One of my thoughts here too is the DMV eye tests, can you imagine how this would make changes there? The entire process takes less than 2 minutes to calculate. Believe it or not, this is related to the bar codes that we now use on our smart phones with the same type of technology so we are scanning our eyes in essence with a very similar optical reading system. More on the actual development at the video below.
Add this on to the growing list of what your smart phone can do for you.
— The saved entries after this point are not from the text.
use std::fmt;
use std::sync::Arc;

use serde::{Deserialize, Serialize};

use crate::forest::Handle;

/// Which end of the child list loses entries on overflow.
#[derive(Debug, Clone, Copy, Serialize, Deserialize, PartialEq, Eq, Default)]
#[serde(rename_all = "lowercase")]
pub enum PruneFrom {
    /// Drop the newest children.
    #[default]
    Forward,
    /// Drop the oldest children.
    Backward,
}

/// What happens to pruned children.
#[derive(Debug, Clone, Copy, Serialize, Deserialize, PartialEq, Eq, Default)]
#[serde(rename_all = "lowercase")]
pub enum PruneType {
    /// Detach and keep them in the container's `retained` list.
    #[default]
    Discard,
    /// Detach and forget them.
    Destroy,
}

/// How the owner of the container learns about pruning.
#[derive(Debug, Clone, Copy, Serialize, Deserialize, PartialEq, Eq, Default)]
#[serde(rename_all = "lowercase")]
pub enum NotifyMode {
    /// `attach` returns `ObjectError::RetentionOverflow`.
    Raise,
    /// The policy callback receives the pruned handles.
    Call,
    #[default]
    Suppress,
}

pub type RetentionCallback = Arc<dyn Fn(&[Handle]) + Send + Sync>;

/// Bound on the number of children a container keeps.
#[derive(Clone)]
pub struct RetentionPolicy {
    pub max_size: usize,
    pub prune_from: PruneFrom,
    pub prune_type: PruneType,
    pub notify: NotifyMode,
    callback: Option<RetentionCallback>,
}

impl RetentionPolicy {
    pub fn new(max_size: usize) -> Self {
        Self {
            max_size,
            prune_from: PruneFrom::default(),
            prune_type: PruneType::default(),
            notify: NotifyMode::default(),
            callback: None,
        }
    }

    #[must_use]
    pub fn prune_from(mut self, from: PruneFrom) -> Self {
        self.prune_from = from;
        self
    }

    #[must_use]
    pub fn prune_type(mut self, kind: PruneType) -> Self {
        self.prune_type = kind;
        self
    }

    #[must_use]
    pub fn notify(mut self, mode: NotifyMode) -> Self {
        self.notify = mode;
        self
    }

    /// Set the callback and switch to [`NotifyMode::Call`].
    #[must_use]
    pub fn on_prune<F>(mut self, f: F) -> Self
    where
        F: Fn(&[Handle]) + Send + Sync + 'static,
    {
        self.callback = Some(Arc::new(f));
        self.notify = NotifyMode::Call;
        self
    }

    pub(crate) fn callback(&self) -> Option<&RetentionCallback> {
        self.callback.as_ref()
    }

    /// Indices of `len` children to prune, in child-list order.
    pub(crate) fn victims(&self, len: usize) -> std::ops::Range<usize> {
        let overflow = len.saturating_sub(self.max_size);
        match self.prune_from {
            PruneFrom::Forward => len - overflow..len,
            PruneFrom::Backward => 0..overflow,
        }
    }
}

impl fmt::Debug for RetentionPolicy {
    fn fmt(&self, f: &mut fmt::Formatter<'_>) -> fmt::Result {
        f.debug_struct("RetentionPolicy")
            .field("max_size", &self.max_size)
            .field("prune_from", &self.prune_from)
            .field("prune_type", &self.prune_type)
            .field("notify", &self.notify)
            .field("callback", &self.callback.is_some())
            .finish()
    }
}

/// Retention for a newly created container.
#[derive(Debug, Clone, Default)]
pub enum Retention {
    #[default]
    Unbounded,
    /// Copy the parent's policy, if it has one.
    Inherit,
    Policy(RetentionPolicy),
}

#[cfg(test)]
mod tests {
    use super::*;

    #[test]
    fn forward_prunes_newest() {
        let policy = RetentionPolicy::new(2);
        assert_eq!(policy.victims(4), 2..4);
        assert_eq!(policy.victims(2), 2..2);
    }

    #[test]
    fn backward_prunes_oldest() {
        let policy = RetentionPolicy::new(2).prune_from(PruneFrom::Backward);
        assert_eq!(policy.victims(3), 0..1);
        assert!(policy.victims(1).is_empty());
    }

    #[test]
    fn callback_switches_notify_mode() {
        let policy = RetentionPolicy::new(1).on_prune(|_| {});
        assert_eq!(policy.notify, NotifyMode::Call);
        assert!(policy.callback().is_some());
        assert!(format!("{policy:?}").contains("callback: true"));
    }
}
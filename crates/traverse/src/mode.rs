use std::fmt;

use serde::{Deserialize, Serialize};

/// The three resolver slots a traverser can consult.
#[derive(Debug, Clone, Copy, Serialize, Deserialize, PartialEq, Eq, Hash)]
#[serde(rename_all = "lowercase")]
pub enum ResolverKind {
    Children,
    Parent,
    Lateral,
}

impl ResolverKind {
    pub const ALL: [ResolverKind; 3] = [
        ResolverKind::Children,
        ResolverKind::Parent,
        ResolverKind::Lateral,
    ];

    pub fn as_str(&self) -> &'static str {
        match self {
            ResolverKind::Children => "children",
            ResolverKind::Parent => "parent",
            ResolverKind::Lateral => "lateral",
        }
    }
}

impl fmt::Display for ResolverKind {
    fn fmt(&self, f: &mut fmt::Formatter<'_>) -> fmt::Result {
        f.write_str(self.as_str())
    }
}

/// Which resolver(s) the traverser consults at each step.
///
/// Neighbors of a node are always gathered in the fixed order
/// children, parent, lateral. `Bidirectional` therefore interleaves
/// both directions inside a single breadth-first pass rather than running
/// two independent passes.
#[derive(Debug, Clone, Copy, Serialize, Deserialize, PartialEq, Eq, Default)]
#[serde(tag = "type", rename_all = "snake_case")]
pub enum TraversalMode {
    /// Root towards leaves: children only.
    #[default]
    Forward,
    /// Leaves towards root: parent only.
    Backward,
    /// Cross-branch moves: lateral only.
    Lateral,
    /// Children and parent.
    Bidirectional,
    /// Caller-selected combination.
    Custom {
        #[serde(default)]
        children: bool,
        #[serde(default)]
        parent: bool,
        #[serde(default)]
        lateral: bool,
    },
}

impl TraversalMode {
    /// Whether this mode consults the given resolver.
    pub fn uses(&self, kind: ResolverKind) -> bool {
        match (self, kind) {
            (TraversalMode::Forward, ResolverKind::Children) => true,
            (TraversalMode::Backward, ResolverKind::Parent) => true,
            (TraversalMode::Lateral, ResolverKind::Lateral) => true,
            (TraversalMode::Bidirectional, ResolverKind::Children | ResolverKind::Parent) => true,
            (TraversalMode::Custom { children, .. }, ResolverKind::Children) => *children,
            (TraversalMode::Custom { parent, .. }, ResolverKind::Parent) => *parent,
            (TraversalMode::Custom { lateral, .. }, ResolverKind::Lateral) => *lateral,
            _ => false,
        }
    }

    /// Resolvers consulted by this mode, in neighbor-gathering order.
    pub fn kinds(&self) -> impl Iterator<Item = ResolverKind> + '_ {
        ResolverKind::ALL.into_iter().filter(move |kind| self.uses(*kind))
    }

    pub fn label(&self) -> &'static str {
        match self {
            TraversalMode::Forward => "forward",
            TraversalMode::Backward => "backward",
            TraversalMode::Lateral => "lateral",
            TraversalMode::Bidirectional => "bidirectional",
            TraversalMode::Custom { .. } => "custom",
        }
    }
}

impl fmt::Display for TraversalMode {
    fn fmt(&self, f: &mut fmt::Formatter<'_>) -> fmt::Result {
        f.write_str(self.label())
    }
}

#[cfg(test)]
mod tests {
    use super::*;

    #[test]
    fn bidirectional_uses_children_then_parent() {
        let kinds: Vec<_> = TraversalMode::Bidirectional.kinds().collect();
        assert_eq!(kinds, vec![ResolverKind::Children, ResolverKind::Parent]);
    }

    #[test]
    fn custom_mode_selects_flags() {
        let mode = TraversalMode::Custom {
            children: false,
            parent: true,
            lateral: true,
        };
        let kinds: Vec<_> = mode.kinds().collect();
        assert_eq!(kinds, vec![ResolverKind::Parent, ResolverKind::Lateral]);
    }

    #[test]
    fn mode_serde_is_tagged() {
        let json = serde_json::to_string(&TraversalMode::Backward).unwrap();
        assert_eq!(json, r#"{"type":"backward"}"#);

        let mode: TraversalMode =
            serde_json::from_str(r#"{"type":"custom","lateral":true}"#).unwrap();
        assert_eq!(
            mode,
            TraversalMode::Custom {
                children: false,
                parent: false,
                lateral: true
            }
        );
    }
}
BD
There are very few medical devices that cost two dollars, but the Boston based startup eyeNETRA (@eyenetra), has developed a truly jaw-dropping smartphone attachment that costs two dollars and could help billions of individuals around the world currently without access to eye-care.
eyeNetra’s invention (from the MIT Media Lab – surprise surprise) is a way to measure near or far-sightedness by combining a simple optical attachment with software on a mobile phone.
According to the eyeNETRA’s information document, the standard method for diagnosing refractive eye conditions is the Shack-Hartman device, which shines a laser into the patient’s eye and measures the refracted light with a wavefront sensor. The company’s Near Eye Tool for Refractive Assessment (NETRA) is the inverse of a Shack-Hartman device. A patient looks at a cell phone screen through a simple pinhole array at a very close range and aligns the displayed patterns.
Since light from these patterns go through different regions of the visual system, the act of aligning them gives a measure of the optical distortions of those regions and the required refractive correction is computed.